The monkey took the last draw from his cigarette and tossed it. That last puff didn't quite give him what he was looking for, but shit, what can you do?

"So, you fell twenty stories, tied to a chair," the shortest otter asked, twitching his whiskers, "and then you wake up here sitting at this table?"

"You got it," the primate nodded, firing up another full-flavored nicotine dispensing unit.

"Well," the tallest otter chimed in, "the four of us? We all got shot, then mummied up in plastic wrap, and shoved into the boots of four nasty as fuck automobiles. Finally, said cars were driven into the canal. But go right on ahead bitching like a little baby."

The golden-furred tiger finally held up his hefty paw. He took his time in standing up from his fancy leather chair. When he was fully upright, he looked to be around seven feet tall.

"Now that you've all revealed how you've gotten here," the tiger clasped his palms together. "We can start to address the matter of why you are here."

The tiger looked across the table. The four otters and the monkey were all gathered around a thick, oak and (more than likely) expensive-as-fuck table. On said table were five scotch glasses full of cold water, an ashtray, and a lone white carnation in a clear glass vase. Everything else in the office was dark. Black, brown, slate, gray... The tiger thought the flower would be a nice touch, but his guests could all but stare at him as his bright fur was accentuated by the overhead fluorescent light.

"N-none of us rightly know why we're here," one of the otters squeaked. "...Sir."

"Lucky day!" the feline grinned and breathed out in his low and rumbling voice. "I know exactly why you are all here. And I would just love telling you, but I do have some things that need doing and I..."

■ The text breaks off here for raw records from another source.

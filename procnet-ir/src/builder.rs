//! proc builder
//!
//! typed construction of proc node graphs. every method checks its
//! operands, infers the result type and appends one node to the arena;
//! operands must already exist, which keeps the arena topologically
//! ordered.

use ustr::Ustr;

use procnet_bv::BitVec;

use crate::channel::Channel;
use crate::error::Error;
use crate::node::{Node, NodeId, Op};
use crate::process::{Proc, StateElement};
use crate::types::Type;
use crate::value::Value;

pub struct ProcBuilder {
    name: Ustr,
    token: NodeId,
    state: Vec<StateElement>,
    nodes: Vec<Node>,
}
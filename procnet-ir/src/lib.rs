pub mod builder;
pub mod channel;
pub mod error;
pub mod network;
pub mod node;
pub mod process;
pub mod types;
pub mod value;

pub use builder::ProcBuilder;
pub use channel::{Channel, ChannelId, ChannelKind, ChannelOps, ChannelSpec, FlowControl};
pub use error::Error;
pub use network::ProcNetwork;
pub use node::{Node, NodeId, Op};
pub use process::{Proc, StateElement};
pub use types::Type;
pub use value::Value;

pub use procnet_bv::BitVec;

"Listen!" the tallest otter pounded his clenched paws on the meeting table, standing up and exclaiming. "Are you trying to muscle us around? Trying to get us to do your dirty work in exchange for information? What's to stop us from just leaving..."

"Go," the tiger purred. "You may not remember how you got here, but I'm sure you can find the door just fine. I'm merely giving you a chance to do something new. Something exciting. But if you'd rather go back to what you were doing before I brought you here, then by all means..."

The room fell silent. One of the otters was stroking his chin fur, another was staring at the flower in the middle of the table. The monkey starting tapping his finger on the arm of his chair.

"Count me in," the walnut-shell colored primate murmured, rubbing the spent butt of his cigarette into the clear dish next to him.

"Yeah," the tallest otter glared at the smirking tiger.

"Us too," the other, slightly-tubby mustelid chuckled. The rest nodded their responses. "We're in."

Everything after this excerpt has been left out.